── Data in this exercise
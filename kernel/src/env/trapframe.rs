//! Saved execution state of an environment.
//!
//! The layout of [`TrapFrame`] is shared with the trap entry stubs, which
//! push it on the kernel stack, and with [`env_pop_tf`], which consumes it.
//! Do not reorder fields.

use core::mem::offset_of;

use x86_64::registers::rflags::RFlags;
use x86_64::registers::segmentation::SegmentSelector;

/// General purpose registers, in trap-entry push order.
#[derive(Debug, Clone, Copy, Default, PartialEq, Eq)]
#[repr(C)]
pub struct PushRegs {
    pub r15: u64,
    pub r14: u64,
    pub r13: u64,
    pub r12: u64,
    pub r11: u64,
    pub r10: u64,
    pub r9: u64,
    pub r8: u64,
    pub rsi: u64,
    pub rdi: u64,
    pub rbp: u64,
    pub rdx: u64,
    pub rcx: u64,
    pub rbx: u64,
    pub rax: u64,
}

/// Full register, flags and segment snapshot of a suspended environment.
#[derive(Debug, Clone, Copy, Default, PartialEq, Eq)]
#[repr(C)]
pub struct TrapFrame {
    /// General purpose registers
    pub regs: PushRegs,
    /// Extra segment
    pub es: u64,
    /// Data segment
    pub ds: u64,
    /// Trap number (filled by the entry stub)
    pub trapno: u64,
    /// Error code (hardware or zero)
    pub err: u64,

    // Interrupt frame, in `iretq` order
    /// Instruction pointer
    pub rip: u64,
    /// Code segment
    pub cs: u64,
    /// RFLAGS register
    pub rflags: u64,
    /// Stack pointer
    pub rsp: u64,
    /// Stack segment
    pub ss: u64,
}

/// Code and data selectors an environment starts with.
#[derive(Debug, Clone, Copy, PartialEq, Eq)]
pub struct Segments {
    pub code: SegmentSelector,
    pub data: SegmentSelector,
}

impl TrapFrame {
    /// All-zero frame.
    pub const fn new() -> Self {
        Self {
            regs: PushRegs {
                r15: 0,
                r14: 0,
                r13: 0,
                r12: 0,
                r11: 0,
                r10: 0,
                r9: 0,
                r8: 0,
                rsi: 0,
                rdi: 0,
                rbp: 0,
                rdx: 0,
                rcx: 0,
                rbx: 0,
                rax: 0,
            },
            es: 0,
            ds: 0,
            trapno: 0,
            err: 0,
            rip: 0,
            cs: 0,
            rflags: 0,
            rsp: 0,
            ss: 0,
        }
    }

    /// Frame for a freshly allocated environment.
    ///
    /// Everything is zero except the selectors, the stack pointer and the
    /// flags (interrupts enabled, IOPL 0). The entry point is filled in by
    /// the loader.
    pub fn initial(segments: Segments, stack_top: u64) -> Self {
        let data = u64::from(segments.data.0);

        Self {
            ds: data,
            es: data,
            ss: data,
            cs: u64::from(segments.code.0),
            rsp: stack_top,
            rflags: RFlags::INTERRUPT_FLAG.bits(),
            ..Self::new()
        }
    }

    /// Flags register as typed bits.
    pub fn flags(&self) -> RFlags {
        RFlags::from_bits_retain(self.rflags)
    }
}

/// Restore `tf` onto the CPU and resume at its instruction pointer.
///
/// General purpose registers are loaded first, then SS, RSP, RFLAGS, CS and
/// RIP are pushed in the order `iretq` pops them. RAX doubles as the frame
/// pointer and is loaded last.
///
/// # Safety
///
/// - `tf` must point to a frame whose selectors are valid GDT entries
/// - `tf.rip` and `tf.rsp` must be mapped at the frame's privilege level
/// - Nothing on the current kernel stack may still be needed
#[unsafe(naked)]
pub unsafe extern "C" fn env_pop_tf(tf: *const TrapFrame) -> ! {
    core::arch::naked_asm!(
        "mov rax, rdi",
        "mov rcx, [rax + {es}]",
        "mov es, cx",
        "mov rcx, [rax + {ds}]",
        "mov ds, cx",
        "mov rbx, [rax + {rbx}]",
        "mov rcx, [rax + {rcx}]",
        "mov rdx, [rax + {rdx}]",
        "mov rsi, [rax + {rsi}]",
        "mov rdi, [rax + {rdi}]",
        "mov rbp, [rax + {rbp}]",
        "mov r8,  [rax + {r8}]",
        "mov r9,  [rax + {r9}]",
        "mov r10, [rax + {r10}]",
        "mov r11, [rax + {r11}]",
        "mov r12, [rax + {r12}]",
        "mov r13, [rax + {r13}]",
        "mov r14, [rax + {r14}]",
        "mov r15, [rax + {r15}]",
        "push qword ptr [rax + {ss}]",
        "push qword ptr [rax + {rsp}]",
        "push qword ptr [rax + {rflags}]",
        "push qword ptr [rax + {cs}]",
        "push qword ptr [rax + {rip}]",
        "mov rax, [rax + {rax}]",
        "iretq",
        es = const offset_of!(TrapFrame, es),
        ds = const offset_of!(TrapFrame, ds),
        rax = const offset_of!(TrapFrame, regs.rax),
        rbx = const offset_of!(TrapFrame, regs.rbx),
        rcx = const offset_of!(TrapFrame, regs.rcx),
        rdx = const offset_of!(TrapFrame, regs.rdx),
        rsi = const offset_of!(TrapFrame, regs.rsi),
        rdi = const offset_of!(TrapFrame, regs.rdi),
        rbp = const offset_of!(TrapFrame, regs.rbp),
        r8 = const offset_of!(TrapFrame, regs.r8),
        r9 = const offset_of!(TrapFrame, regs.r9),
        r10 = const offset_of!(TrapFrame, regs.r10),
        r11 = const offset_of!(TrapFrame, regs.r11),
        r12 = const offset_of!(TrapFrame, regs.r12),
        r13 = const offset_of!(TrapFrame, regs.r13),
        r14 = const offset_of!(TrapFrame, regs.r14),
        r15 = const offset_of!(TrapFrame, regs.r15),
        rip = const offset_of!(TrapFrame, rip),
        cs = const offset_of!(TrapFrame, cs),
        rflags = const offset_of!(TrapFrame, rflags),
        rsp = const offset_of!(TrapFrame, rsp),
        ss = const offset_of!(TrapFrame, ss),
    );
}

#[cfg(test)]
mod tests {
    use super::*;
    use crate::gdt::{GD_KD, GD_KT};

    #[test]
    fn test_frame_size() {
        assert_eq!(core::mem::size_of::<PushRegs>(), 15 * 8);
        assert_eq!(core::mem::size_of::<TrapFrame>(), 24 * 8);
    }

    #[test]
    fn test_iret_frame_order() {
        let rip = offset_of!(TrapFrame, rip);
        assert_eq!(offset_of!(TrapFrame, cs), rip + 8);
        assert_eq!(offset_of!(TrapFrame, rflags), rip + 16);
        assert_eq!(offset_of!(TrapFrame, rsp), rip + 24);
        assert_eq!(offset_of!(TrapFrame, ss), rip + 32);
    }

    #[test]
    fn test_initial_frame() {
        let segments = Segments {
            code: GD_KT,
            data: GD_KD,
        };
        let tf = TrapFrame::initial(segments, 0x200_0000);

        assert_eq!(tf.cs, 0x08);
        assert_eq!(tf.ds, 0x10);
        assert_eq!(tf.es, 0x10);
        assert_eq!(tf.ss, 0x10);
        assert_eq!(tf.rsp, 0x200_0000);
        assert_eq!(tf.rip, 0);
        assert_eq!(tf.regs, PushRegs::default());
        assert!(tf.flags().contains(RFlags::INTERRUPT_FLAG));
        assert!(!tf.flags().intersects(RFlags::IOPL_HIGH | RFlags::IOPL_LOW));
    }
}
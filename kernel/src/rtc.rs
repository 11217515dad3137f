//! CMOS real-time clock as the periodic preemption source.
//!
//! The RTC is programmed to raise its periodic interrupt at 2 Hz. The trap
//! path acknowledges each tick with [`check_status`] and then hands control
//! to the scheduler, which dispatches through [`crate::env::run`].

use bitflags::bitflags;
use x86_64::instructions::port::Port;

/// CMOS index register. Bit 7 masks NMI.
const IO_RTC_CMND: u16 = 0x70;

/// CMOS data register.
const IO_RTC_DATA: u16 = 0x71;

/// Status register A (rate selection).
pub const RTC_AREG: u8 = 0x0A;

/// Status register B (interrupt enables).
pub const RTC_BREG: u8 = 0x0B;

/// Status register C (interrupt flags, cleared on read).
pub const RTC_CREG: u8 = 0x0C;

/// Set in the index byte to keep NMI masked while selecting a register.
pub const NMI_LOCK: u8 = 0x80;

/// Rate selector for a 500 ms period.
const RATE_2HZ: u8 = 0x0F;

bitflags! {
    /// RTC status register B.
    #[derive(Debug, Clone, Copy, PartialEq, Eq)]
    pub struct RegisterB: u8 {
        /// Daylight saving enable.
        const DSE = 1 << 0;
        /// 24 hour mode.
        const HOUR_24 = 1 << 1;
        /// Binary (not BCD) date mode.
        const DM = 1 << 2;
        /// Square wave enable.
        const SQWE = 1 << 3;
        /// Update-ended interrupt enable.
        const UIE = 1 << 4;
        /// Alarm interrupt enable.
        const AIE = 1 << 5;
        /// Periodic interrupt enable.
        const PIE = 1 << 6;
        /// Halt clock updates.
        const SET = 1 << 7;
    }
}

bitflags! {
    /// RTC status register C.
    #[derive(Debug, Clone, Copy, PartialEq, Eq)]
    pub struct RegisterC: u8 {
        /// Update-ended interrupt fired.
        const UF = 1 << 4;
        /// Alarm interrupt fired.
        const AF = 1 << 5;
        /// Periodic interrupt fired.
        const PF = 1 << 6;
        /// Any of the above is pending.
        const IRQF = 1 << 7;
    }
}

/// Register A with the rate bits forced to the 2 Hz selector.
fn with_periodic_rate(reg_a: u8) -> u8 {
    reg_a | RATE_2HZ
}

/// Register B with the periodic interrupt enabled.
fn with_periodic_interrupt(reg_b: u8) -> u8 {
    (RegisterB::from_bits_retain(reg_b) | RegisterB::PIE).bits()
}

/// Select a CMOS register, keeping NMI masked.
fn select(reg: u8) {
    let mut cmnd: Port<u8> = Port::new(IO_RTC_CMND);
    unsafe { cmnd.write(reg | NMI_LOCK) };
}

fn read_data() -> u8 {
    let mut data: Port<u8> = Port::new(IO_RTC_DATA);
    unsafe { data.read() }
}

fn write_data(value: u8) {
    let mut data: Port<u8> = Port::new(IO_RTC_DATA);
    unsafe { data.write(value) };
}

/// Unmask non-maskable interrupts.
pub fn nmi_enable() {
    let mut cmnd: Port<u8> = Port::new(IO_RTC_CMND);
    unsafe {
        let value = cmnd.read();
        cmnd.write(value & !NMI_LOCK);
    }
}

/// Mask non-maskable interrupts.
pub fn nmi_disable() {
    let mut cmnd: Port<u8> = Port::new(IO_RTC_CMND);
    unsafe {
        let value = cmnd.read();
        cmnd.write(value | NMI_LOCK);
    }
}

/// Program the RTC for a 2 Hz periodic interrupt.
pub fn init() {
    nmi_disable();

    select(RTC_AREG);
    let reg_a = read_data();
    select(RTC_AREG);
    write_data(with_periodic_rate(reg_a));

    select(RTC_BREG);
    let reg_b = read_data();
    select(RTC_BREG);
    write_data(with_periodic_interrupt(reg_b));

    nmi_enable();
    log::info!("rtc: periodic interrupt at 2 Hz");
}

/// Read and thereby acknowledge status register C.
///
/// The RTC raises no further interrupts until this is done.
pub fn check_status() -> RegisterC {
    select(RTC_CREG);
    let status = read_data();
    nmi_enable();
    RegisterC::from_bits_retain(status)
}

#[cfg(test)]
mod tests {
    use super::*;

    #[test]
    fn test_rate_bits_select_2hz() {
        assert_eq!(with_periodic_rate(0x26), 0x2F);
        assert_eq!(with_periodic_rate(0x00), 0x0F);
    }

    #[test]
    fn test_periodic_interrupt_keeps_other_bits() {
        let reg_b = (RegisterB::HOUR_24 | RegisterB::DM).bits();
        let updated = RegisterB::from_bits_retain(with_periodic_interrupt(reg_b));
        assert!(updated.contains(RegisterB::PIE));
        assert!(updated.contains(RegisterB::HOUR_24 | RegisterB::DM));
        assert_eq!(with_periodic_interrupt(updated.bits()), updated.bits());
    }
}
────
→ **Problem description**: Which lines run from the one holding "let tf = TrapFrame::initial(segments, 0x200_0000);" through the one holding "assert!(tf.flags().contains(RFlags::INTERRUPT_FLAG));" in the records above? Repeat them exactly, both included, and nothing more.

→ **Problem solution**:
        let tf = TrapFrame::initial(segments, 0x200_0000);

        assert_eq!(tf.cs, 0x08);
        assert_eq!(tf.ds, 0x10);
        assert_eq!(tf.es, 0x10);
        assert_eq!(tf.ss, 0x10);
        assert_eq!(tf.rsp, 0x200_0000);
        assert_eq!(tf.rip, 0);
        assert_eq!(tf.regs, PushRegs::default());
        assert!(tf.flags().contains(RFlags::INTERRUPT_FLAG));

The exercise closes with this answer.